Предметы мало чем отличаются от предметов, которым обучаются простые ребята/ «А вон на той ветке/ Проставлены отметки./ У всех пятерки!/ Молодцы!/ Летите по домам, птенцы!/ Автор остается» [Заходер, 67, 2016]. Учитель не кажется нам строгим или опасным: «Он справедлив, но очень строг» [Заходер, 67, 2016]. Именно такой, опытный, шустрый когда-то, многое видавший, представитель птичьего «царства» и может научить желторотый птенцов всем наукам, предметам. «Сейчас Чистописание. - /<…> - Второй урок - родной язык. <…>/ Теперь займемся чтением» [Заходер, 67, 2016]. Представители поколений не находятся в конфликтных отношениях. Ученики демонстрируют свое уважение к учителю: «Но вот влетел учитель в класс, /И суматоха улеглась. / Сидит смирнее голубей на ветках молодежь. / Учитель - Старый Воробей, / Его не проведешь!/ Он справедлив, но очень строг. / - Итак, друзья, начнем урок! / У нас по расписанию» [Заходер, 68, 2016]. В свою очередь учитель за старания в учебе поощряет их отличными оценками и добрым словом.: «А вот на этой ветке / Проставлены отметки. / У всех пятерки. / Молодцы! / Летите по домам, птенцы!» [Заходер, 68, 2016]. В одно время с этими поэтами творил и Генрих Сапгир поэт, чье творчество, без сомнений, может называться классикой детской литературы. Сапгир является центром Лианозовской школой, учеником Кропивницкого. Пребывая в этом пространстве и времени, впитал в себя ценности этого кружка, которые отразились на его творчестве. В свое время посещал кружок и молодой поэт Олег Григорьев. Можно отметить некое сходство Григорьева с Сапгиром. Оба поэта используют прием словесной игры, они динамичны и максимально образны. Но у Сапгира стихотворения наполнены диалогами, в свою очередь, у Григорьева преобладает монологичность. У Сапгира герои облагорожены и необычны - у Григорьева герой максимально приближен к реальности, он самый обычный. У Григорьева стихи четкие, лаконичные, с говорной интонацией. У Сапгира стихи мелодичны. Поэзия этих поэтов отличается, хотя, по сути, поэты имели общую поэтическую школу.

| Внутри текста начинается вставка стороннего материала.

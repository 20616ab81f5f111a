//! Properties of the row transforms, checked on generated input.

use serde_json::Value as J;
use tranfi_exec::{Channel, Pipeline};
use tranfi_planner::compile;

fn mk_rows(dsl: &str, input: &str) -> Vec<serde_json::Map<String, J>> {
    let plan = compile(dsl).expect("compile");
    let mut p = Pipeline::new(&plan).expect("pipeline");
    p.push(input.as_bytes()).expect("push");
    p.finish().expect("finish");
    let out = String::from_utf8(p.drain(Channel::Main).expect("main")).expect("utf8");
    out.lines()
        .map(|l| match serde_json::from_str(l).expect("json line") {
            J::Object(m) => m,
            other => panic!("not an object: {other}"),
        })
        .collect()
}

/// Deterministic pseudo-random CSV: `id,group,score`.
fn mk_csv(rows: usize, groups: u64) -> String {
    let mut state: u64 = 0x2545_f491;
    let mut out = String::from("id,group,score\n");
    for id in 0..rows {
        state = state.wrapping_mul(6364136223846793005).wrapping_add(1442695040888963407);
        let group = (state >> 33) % groups;
        let score = (state >> 40) % 50;
        out.push_str(&format!("{id},g{group},{score}\n"));
    }
    out
}

fn int(row: &serde_json::Map<String, J>, key: &str) -> i64 {
    row.get(key).and_then(J::as_i64).expect("int field")
}

fn text(row: &serde_json::Map<String, J>, key: &str) -> String {
    row.get(key).and_then(J::as_str).expect("string field").to_string()
}

#[test]
fn test_unique_has_no_duplicate_keys_and_keeps_first_occurrence() {
    let input = mk_csv(200, 7);
    let rows = mk_rows("csv | unique group | jsonl", &input);
    let groups: Vec<String> = rows.iter().map(|r| text(r, "group")).collect();
    let mut seen = std::collections::HashSet::new();
    assert!(groups.iter().all(|g| seen.insert(g.clone())));

    let all = mk_rows("csv | jsonl", &input);
    let mut first = Vec::new();
    for r in &all {
        let g = text(r, "group");
        if !first.contains(&g) {
            first.push(g);
        }
    }
    assert_eq!(groups, first);
    let ids: Vec<i64> = rows.iter().map(|r| int(r, "id")).collect();
    assert!(ids.windows(2).all(|w| w[0] < w[1]));

    let dedup = mk_rows("csv | dedup | jsonl", "a,b\n1,x\n1,x\n2,x\n1,x\n");
    assert_eq!(dedup.len(), 2);
}

#[test]
fn test_sort_is_ordered_and_stable() {
    let input = mk_csv(300, 5);
    let rows = mk_rows("csv | sort -score | jsonl", &input);
    assert_eq!(rows.len(), 300);
    for w in rows.windows(2) {
        let (a, b) = (int(&w[0], "score"), int(&w[1], "score"));
        assert!(a >= b);
        if a == b {
            assert!(int(&w[0], "id") < int(&w[1], "id"), "ties keep input order");
        }
    }

    let rows = mk_rows("csv | sort group,-score | jsonl", &input);
    for w in rows.windows(2) {
        let (ga, gb) = (text(&w[0], "group"), text(&w[1], "group"));
        assert!(ga <= gb);
        if ga == gb {
            assert!(int(&w[0], "score") >= int(&w[1], "score"));
        }
    }
}

#[test]
fn test_sample_size_and_membership() {
    let input = mk_csv(500, 3);
    let ids: Vec<i64> = mk_rows("csv | jsonl", &input).iter().map(|r| int(r, "id")).collect();

    let rows = mk_rows("csv | sample 25 seed=7 | jsonl", &input);
    assert_eq!(rows.len(), 25);
    let sampled: Vec<i64> = rows.iter().map(|r| int(r, "id")).collect();
    assert!(sampled.iter().all(|id| ids.contains(id)));
    assert!(sampled.windows(2).all(|w| w[0] < w[1]), "input order is kept");

    let again: Vec<i64> = mk_rows("csv | sample 25 seed=7 | jsonl", &input)
        .iter()
        .map(|r| int(r, "id"))
        .collect();
    assert_eq!(sampled, again);

    assert_eq!(mk_rows("csv | sample 1000 | jsonl", &input).len(), 500);
}

#[test]
fn test_group_agg_matches_hand_computation() {
    let input = mk_csv(400, 4);
    let all = mk_rows("csv | jsonl", &input);
    let rows = mk_rows(
        "csv | group-agg group score:sum score:count score:min score:max score:avg | jsonl",
        &input,
    );
    assert_eq!(rows.len(), 4);
    for r in &rows {
        let g = text(r, "group");
        let scores: Vec<i64> = all
            .iter()
            .filter(|x| text(x, "group") == g)
            .map(|x| int(x, "score"))
            .collect();
        let sum: i64 = scores.iter().sum();
        assert_eq!(r["score_sum"].as_f64(), Some(sum as f64));
        assert_eq!(r["score_count"].as_i64(), Some(scores.len() as i64));
        assert_eq!(r["score_min"].as_f64(), scores.iter().min().map(|v| *v as f64));
        assert_eq!(r["score_max"].as_f64(), scores.iter().max().map(|v| *v as f64));
        let avg = r["score_avg"].as_f64().expect("avg");
        assert!((avg - sum as f64 / scores.len() as f64).abs() < 1e-9);
    }
}

#[test]
fn test_window_is_null_until_full() {
    let rows = mk_rows("csv | window v 2 avg ma | jsonl", "v\n1\n2\n3\n");
    let ma: Vec<J> = rows.iter().map(|r| r["ma"].clone()).collect();
    assert_eq!(ma, vec![J::Null, J::from(1.5), J::from(2.5)]);
}

#[test]
fn test_reshaping() {
    let rows = mk_rows("csv | unpivot q1 q2 | jsonl", "id,q1,q2\n1,10,20\n");
    assert_eq!(rows.len(), 2);
    assert_eq!(text(&rows[0], "variable"), "q1");
    assert_eq!(int(&rows[1], "value"), 20);
    assert_eq!(int(&rows[1], "id"), 1);

    let rows = mk_rows("csv | explode tags ; | jsonl", "id,tags\n1,a;b;c\n2,d\n");
    let tags: Vec<String> = rows.iter().map(|r| text(r, "tags")).collect();
    assert_eq!(tags, vec!["a", "b", "c", "d"]);

    let rows = mk_rows("csv | fill-down city | jsonl", "city,n\nRome,1\n,2\nOslo,3\n,4\n");
    let cities: Vec<String> = rows.iter().map(|r| text(r, "city")).collect();
    assert_eq!(cities, vec!["Rome", "Rome", "Oslo", "Oslo"]);
}

#[test]
fn test_head_skip_top() {
    let input = mk_csv(50, 2);
    assert_eq!(mk_rows("csv | head 0 | jsonl", &input).len(), 0);
    let skipped = mk_rows("csv | skip 45 | jsonl", &input);
    assert_eq!(skipped.iter().map(|r| int(r, "id")).collect::<Vec<_>>(), vec![45, 46, 47, 48, 49]);

    let top = mk_rows("csv | top 3 score | jsonl", &input);
    assert_eq!(top.len(), 3);
    let best = mk_rows("csv | sort -score | head 1 | jsonl", &input);
    assert_eq!(int(&top[0], "score"), int(&best[0], "score"));
}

«— Синица-певица,/ Что видела в нашем лесу?/ — Летала, видала/ Весну на грачином носу./ — Синица-певица,/ Откуда так пахнет весной?/ — Лиловый подснежник/ Проклюнулся в чаще лесной./ — Синица-певица,/ А день-то сегодня каков?/ — Высокое небо/ И пёрышки в нём облаков./ — Синицапевица,Так что же мы в почках сидим?/ — Ещё не пора вам,/ Листочкам, порхать, молодым./ — Синица-певица,/ Когда же, когда же, когда?/ — Спросите у Солнца./ — У этого тёплого? Да?» [Электронный ресурс, Лесной разговор].

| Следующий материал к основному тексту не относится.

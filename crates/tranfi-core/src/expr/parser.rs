//! Recursive-descent parser.
//!
//! Precedence, lowest first: `or`, `and`, `not`, comparison, `+ -`,
//! `* / %`, unary `-`, atom.

use crate::error::{Error, Result};
use crate::value::Value;

use super::ast::{BinaryOp, Expr, UnaryOp};
use super::functions::Func;
use super::lexer::{tokenize, Token};

pub fn parse(src: &str) -> Result<Expr> {
    let tokens = tokenize(src)?;
    if tokens.is_empty() {
        return Err(Error::Expr("empty expression".into()));
    }
    let mut p = Parser { tokens, pos: 0 };
    let expr = p.or()?;
    if let Some(tok) = p.peek() {
        return Err(Error::Expr(format!("unexpected token {tok:?} in '{src}'")));
    }
    Ok(expr)
}

struct Parser {
    tokens: Vec<Token>,
    pos: usize,
}

impl Parser {
    fn peek(&self) -> Option<&Token> {
        self.tokens.get(self.pos)
    }

    fn next(&mut self) -> Option<Token> {
        let t = self.tokens.get(self.pos).cloned();
        self.pos += 1;
        t
    }

    fn eat_op(&mut self, op: &str) -> bool {
        if matches!(self.peek(), Some(Token::Op(o)) if *o == op) {
            self.pos += 1;
            return true;
        }
        false
    }

    fn eat_keyword(&mut self, kw: &str) -> bool {
        if matches!(self.peek(), Some(Token::Ident(w)) if w.eq_ignore_ascii_case(kw)) {
            self.pos += 1;
            return true;
        }
        false
    }

    fn expect(&mut self, want: Token) -> Result<()> {
        match self.next() {
            Some(t) if t == want => Ok(()),
            Some(t) => Err(Error::Expr(format!("expected {want:?}, found {t:?}"))),
            None => Err(Error::Expr(format!("expected {want:?}, found end of input"))),
        }
    }

    fn or(&mut self) -> Result<Expr> {
        let mut lhs = self.and()?;
        while self.eat_keyword("or") || self.eat_op("or") {
            let rhs = self.and()?;
            lhs = Expr::Binary(BinaryOp::Or, Box::new(lhs), Box::new(rhs));
        }
        Ok(lhs)
    }

    fn and(&mut self) -> Result<Expr> {
        let mut lhs = self.not()?;
        while self.eat_keyword("and") || self.eat_op("and") {
            let rhs = self.not()?;
            lhs = Expr::Binary(BinaryOp::And, Box::new(lhs), Box::new(rhs));
        }
        Ok(lhs)
    }

    fn not(&mut self) -> Result<Expr> {
        if self.eat_keyword("not") || self.eat_op("not") {
            let inner = self.not()?;
            return Ok(Expr::Unary(UnaryOp::Not, Box::new(inner)));
        }
        self.comparison()
    }

    fn comparison(&mut self) -> Result<Expr> {
        let lhs = self.additive()?;
        let op = match self.peek() {
            Some(Token::Op("==")) => BinaryOp::Eq,
            Some(Token::Op("!=")) => BinaryOp::Ne,
            Some(Token::Op("<")) => BinaryOp::Lt,
            Some(Token::Op("<=")) => BinaryOp::Le,
            Some(Token::Op(">")) => BinaryOp::Gt,
            Some(Token::Op(">=")) => BinaryOp::Ge,
            _ => return Ok(lhs),
        };
        self.pos += 1;
        let rhs = self.additive()?;
        Ok(Expr::Binary(op, Box::new(lhs), Box::new(rhs)))
    }

    fn additive(&mut self) -> Result<Expr> {
        let mut lhs = self.multiplicative()?;
        loop {
            let op = if self.eat_op("+") {
                BinaryOp::Add
            } else if self.eat_op("-") {
                BinaryOp::Sub
            } else {
                return Ok(lhs);
            };
            let rhs = self.multiplicative()?;
            lhs = Expr::Binary(op, Box::new(lhs), Box::new(rhs));
        }
    }

    fn multiplicative(&mut self) -> Result<Expr> {
        let mut lhs = self.unary()?;
        loop {
            let op = if self.eat_op("*") {
                BinaryOp::Mul
            } else if self.eat_op("/") {
                BinaryOp::Div
            } else if self.eat_op("%") {
                BinaryOp::Mod
            } else {
                return Ok(lhs);
            };
            let rhs = self.unary()?;
            lhs = Expr::Binary(op, Box::new(lhs), Box::new(rhs));
        }
    }

    fn unary(&mut self) -> Result<Expr> {
        if self.eat_op("-") {
            let inner = self.unary()?;
            // fold negative literals so `-5` stays a literal
            return Ok(match inner {
                Expr::Literal(Value::Int(i)) => match i.checked_neg() {
                    Some(n) => Expr::Literal(Value::Int(n)),
                    None => Expr::Unary(UnaryOp::Neg, Box::new(Expr::Literal(Value::Int(i)))),
                },
                Expr::Literal(Value::Float(f)) => Expr::Literal(Value::Float(-f)),
                other => Expr::Unary(UnaryOp::Neg, Box::new(other)),
            });
        }
        if self.eat_op("+") {
            return self.unary();
        }
        self.atom()
    }

    fn atom(&mut self) -> Result<Expr> {
        match self.next() {
            Some(Token::Int(i)) => Ok(Expr::Literal(Value::Int(i))),
            Some(Token::Float(f)) => Ok(Expr::Literal(Value::Float(f))),
            Some(Token::Str(s)) => Ok(Expr::Literal(Value::Str(s))),
            Some(Token::LParen) => {
                let e = self.or()?;
                self.expect(Token::RParen)?;
                Ok(e)
            }
            Some(Token::Ident(name)) => {
                if matches!(self.peek(), Some(Token::LParen)) {
                    self.pos += 1;
                    return self.call(&name);
                }
                match name.to_ascii_lowercase().as_str() {
                    "true" => Ok(Expr::Literal(Value::Bool(true))),
                    "false" => Ok(Expr::Literal(Value::Bool(false))),
                    "null" => Ok(Expr::Literal(Value::Null)),
                    _ => Ok(Expr::Column(name)),
                }
            }
            Some(t) => Err(Error::Expr(format!("unexpected token {t:?}"))),
            None => Err(Error::Expr("unexpected end of expression".into())),
        }
    }

    /// After `name(`.
    fn call(&mut self, name: &str) -> Result<Expr> {
        if name.eq_ignore_ascii_case("col") {
            let column = match self.next() {
                Some(Token::Str(s)) | Some(Token::Ident(s)) => s,
                other => {
                    return Err(Error::Expr(format!(
                        "col() expects a column name, found {other:?}"
                    )))
                }
            };
            self.expect(Token::RParen)?;
            return Ok(Expr::Column(column));
        }

        let func = Func::from_name(name)
            .ok_or_else(|| Error::Expr(format!("unknown function '{name}'")))?;
        let mut args = Vec::new();
        if !matches!(self.peek(), Some(Token::RParen)) {
            loop {
                args.push(self.or()?);
                if matches!(self.peek(), Some(Token::Comma)) {
                    self.pos += 1;
                    continue;
                }
                break;
            }
        }
        self.expect(Token::RParen)?;

        let (min, max) = func.arity();
        if args.len() < min || max.is_some_and(|m| args.len() > m) {
            return Err(Error::Expr(format!(
                "{}() takes {} argument(s), got {}",
                func.name(),
                match max {
                    Some(m) if m == min => min.to_string(),
                    Some(m) => format!("{min}..{m}"),
                    None => format!("at least {min}"),
                },
                args.len()
            )));
        }
        Ok(Expr::Call(func, args))
    }
}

Перед нами стихотворение в форме диалога. Его ведет синица-певица с молодыми почками. Им, маленьким, не знающим ничего вокруг, уже все-все интересно. Они с нетерпением ждут прихода прекрасной весны – понятен и тот интерес, с которым они спрашивают у синицы о Солнце. Птица отвечает той группой слов, которые тематически подходят «птичьему языку». Тематическая группа слов, которая относится к весне. Глаголы говорят о том, что весна наступила, природа оживилась: подснежникпроклюнулся, пахнет весной. Существительные помогают нам рассмотреть героев этого весеннего ясного дня: Синица-певица, весна, небо, солнце, почки. Прилагательные помогают передать чувственное, весенние настроение: лиловый, лесная и т.д. Диалог синицы и почек – сердечный разговор любящего взрослого и малышей.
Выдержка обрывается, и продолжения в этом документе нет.